Two of the city’s best are being enshrined into the Cold Lake Hall of Fame this week.
The third ever Cold Lake Hall of Fame ceremony is this Friday at the Lakeland Inn, and will celebrate the contributions of Thomas Varughese and René Richard.
Varughese is being inducted into the builder category and Richard in the artist category.
They will join the likes of Ivan Krook Sr. (Builder, 2017), Alex Janvier (Artist, 2017) and Fabian Patrick Milaney (Community Leader, 2018).
The theme is “If I can…” which will be expounded upon by Chris Koch as the guest speaker.
A ceremony like this hasn’t been held in Cold Lake since 2018.
Thomas Varughese: teacher, principal, coach, mentor
Students will know him as a teacher, soccer players know him as a coach — both everyone knew Thomas Varughese as a kind man with a passion for life, who encouraged each to realize their full potential.
Varughese contributed to minimizing violence in schools, promoting racial harmony, and using trust, hope, and self-esteem as the foundation of a caring school environment, while also instilling a foundation of teamwork and integrity to his players.
After his passing in 2017, Varughese was honoured by the Minor Soccer Community by hosting the Indoor Lakeland Cup in his memory. The city’s new artificial turf field was named the Thomas Varughese Memorial Field in 2019 in tribute.
René Richard: landscape artist of national importance
While René Richard was born in Switzerland, he was a Cold Laker through and through.
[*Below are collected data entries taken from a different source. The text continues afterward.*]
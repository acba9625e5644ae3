use crate::helpers::{body_bytes, body_json, convert_request, StubSpeechBackend, TestApp};

use axum::http::StatusCode;
use pretty_assertions::assert_eq;
use tower::ServiceExt;

const DOCX_CONTENT_TYPE: &str =
    "application/vnd.openxmlformats-officedocument.wordprocessingml.document";

#[tokio::test]
async fn it_should_convert_a_plain_text_document() {
    let app = TestApp::new(StubSpeechBackend::succeeding()).await;

    let response = app
        .router
        .clone()
        .oneshot(convert_request(
            Some(("text/plain", b"Hello   world\n\nfoo")),
            None,
            None,
        ))
        .await
        .unwrap();

    assert_eq!(response.status(), StatusCode::OK);
    assert_eq!(
        response.headers().get("content-type").unwrap(),
        "audio/mpeg"
    );
    assert_eq!(response.headers().get("x-character-count").unwrap(), "15");
    assert_eq!(response.headers().get("x-language").unwrap(), "en");
    assert_eq!(response.headers().get("x-voice").unwrap(), "com");
    assert!(response.headers().get("x-request-id").is_some());

    // The stub echoes the normalized text it was given.
    let audio = body_bytes(response).await;
    assert_eq!(audio, b"audio:Hello world foo");
    assert_eq!(app.staging_entries(), 0);
}

#[tokio::test]
async fn it_should_honor_language_and_voice_selections() {
    let app = TestApp::new(StubSpeechBackend::succeeding()).await;

    let response = app
        .router
        .clone()
        .oneshot(convert_request(
            Some(("text/plain", b"Hola mundo")),
            Some("Spanish"),
            Some("UK English (Accent)"),
        ))
        .await
        .unwrap();

    assert_eq!(response.status(), StatusCode::OK);
    assert_eq!(response.headers().get("x-language").unwrap(), "es");
    assert_eq!(response.headers().get("x-voice").unwrap(), "co.uk");
}

#[tokio::test]
async fn it_should_reject_unsupported_file_types() {
    let app = TestApp::new(StubSpeechBackend::succeeding()).await;

    let response = app
        .router
        .clone()
        .oneshot(convert_request(Some(("image/png", b"\x89PNG")), None, None))
        .await
        .unwrap();

    assert_eq!(response.status(), StatusCode::UNSUPPORTED_MEDIA_TYPE);
    let body = body_json(response).await;
    assert!(
        body["message"]
            .as_str()
            .unwrap()
            .contains("Unsupported file type"),
        "unexpected message: {}",
        body
    );
}

#[tokio::test]
async fn it_should_report_textless_documents_distinctly_from_unreadable_ones() {
    let app = TestApp::new(StubSpeechBackend::succeeding()).await;

    // Whitespace-only document: readable, but nothing to synthesize.
    let response = app
        .router
        .clone()
        .oneshot(convert_request(Some(("text/plain", b"  \n\t  ")), None, None))
        .await
        .unwrap();

    assert_eq!(response.status(), StatusCode::UNPROCESSABLE_ENTITY);
    let body = body_json(response).await;
    assert!(body["message"]
        .as_str()
        .unwrap()
        .contains("Could not read any text"));

    // Corrupt DOCX: unreadable, different message category.
    let response = app
        .router
        .clone()
        .oneshot(convert_request(
            Some((DOCX_CONTENT_TYPE, b"not a zip container")),
            None,
            None,
        ))
        .await
        .unwrap();

    assert_eq!(response.status(), StatusCode::UNPROCESSABLE_ENTITY);
    let body = body_json(response).await;
    assert!(body["message"]
        .as_str()
        .unwrap()
        .contains("Could not read your file"));
    assert_eq!(app.staging_entries(), 0);
}

#[tokio::test]
async fn it_should_not_invoke_synthesis_for_a_textless_pdf() {
    let backend = StubSpeechBackend::succeeding();
    let app = TestApp::new(backend.clone()).await;

    let response = app
        .router
        .clone()
        .oneshot(convert_request(
            Some(("application/pdf", &pdf_without_text())),
            None,
            None,
        ))
        .await
        .unwrap();

    assert_eq!(response.status(), StatusCode::UNPROCESSABLE_ENTITY);
    let body = body_json(response).await;
    assert!(body["message"]
        .as_str()
        .unwrap()
        .contains("Could not read any text"));
    assert_eq!(backend.calls(), 0);
}

/// Well-formed one-page PDF whose page carries no text operations.
fn pdf_without_text() -> Vec<u8> {
    use lopdf::{dictionary, Document, Object, Stream};

    let mut doc = Document::with_version("1.5");
    let pages_id = doc.new_object_id();
    let content_id = doc.add_object(Stream::new(dictionary! {}, Vec::new()));
    let page_id = doc.add_object(dictionary! {
        "Type" => "Page",
        "Parent" => pages_id,
        "Contents" => content_id,
        "MediaBox" => vec![0.into(), 0.into(), 595.into(), 842.into()],
    });
    doc.objects.insert(
        pages_id,
        Object::Dictionary(dictionary! {
            "Type" => "Pages",
            "Kids" => vec![page_id.into()],
            "Count" => 1,
        }),
    );
    let catalog_id = doc.add_object(dictionary! {
        "Type" => "Catalog",
        "Pages" => pages_id,
    });
    doc.trailer.set("Root", catalog_id);

    let mut bytes = Vec::new();
    doc.save_to(&mut bytes).unwrap();
    bytes
}

#[tokio::test]
async fn it_should_reject_unknown_selections() {
    let app = TestApp::new(StubSpeechBackend::succeeding()).await;

    let response = app
        .router
        .clone()
        .oneshot(convert_request(
            Some(("text/plain", b"Hello")),
            Some("Klingon"),
            None,
        ))
        .await
        .unwrap();

    assert_eq!(response.status(), StatusCode::BAD_REQUEST);
    let body = body_json(response).await;
    assert!(body["message"].as_str().unwrap().contains("Klingon"));
}

#[tokio::test]
async fn it_should_surface_backend_rejections_with_their_diagnostic() {
    let app = TestApp::new(StubSpeechBackend::rejecting(
        "404 Not Found: no voice for xx via fr host",
    ))
    .await;

    let response = app
        .router
        .clone()
        .oneshot(convert_request(Some(("text/plain", b"Hello")), None, None))
        .await
        .unwrap();

    assert_eq!(response.status(), StatusCode::BAD_GATEWAY);
    let body = body_json(response).await;
    let message = body["message"].as_str().unwrap();
    assert!(message.contains("Could not generate audio"));
    assert!(
        message.contains("no voice for xx via fr host"),
        "backend diagnostic lost: {}",
        message
    );
    assert_eq!(app.staging_entries(), 0);
}

#[tokio::test]
async fn it_should_require_a_document_part() {
    let app = TestApp::new(StubSpeechBackend::succeeding()).await;

    let response = app
        .router
        .clone()
        .oneshot(convert_request(None, Some("English"), None))
        .await
        .unwrap();

    assert_eq!(response.status(), StatusCode::BAD_REQUEST);
    let body = body_json(response).await;
    assert!(body["message"].as_str().unwrap().contains("document"));
}

#[tokio::test]
async fn it_should_reject_an_empty_document_part() {
    let app = TestApp::new(StubSpeechBackend::succeeding()).await;

    let response = app
        .router
        .clone()
        .oneshot(convert_request(Some(("text/plain", b"")), None, None))
        .await
        .unwrap();

    assert_eq!(response.status(), StatusCode::BAD_REQUEST);
}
He moved with his family to Cold Lake in 1911, and over the years, with help of local Indigenous friends, learned to live off the land, and become a trapper.
But Richard showed a talent for drawing, which he pursued through prestigious art schools in Paris to refine and develop his technique, while returning to Cold Lake to resume his life as a trapper.
Eminent Quebec artist Clarence Gagnon had become Richard’s friend and mentor while they were in Europe. Gagnon wrote to Eric Brown, director of the National Gallery of Canada: “There is not a Canadian artist, dead or living, who has drawn or can draw in five minutes sketches to compare with those of Richard.”
Richard eventually moved to Baie-Saint-Paul, Quebec and at the age of 47 became a full-time artist. Many of his later paintings drew from his experiences as a trapper in Western Canada. His work is celebrated as genuine, unsentimental renderings of trapline life.
René Richard was named to the Order of Canada in 1973 and elected to the Royal Canadian Academy of Arts in 1980.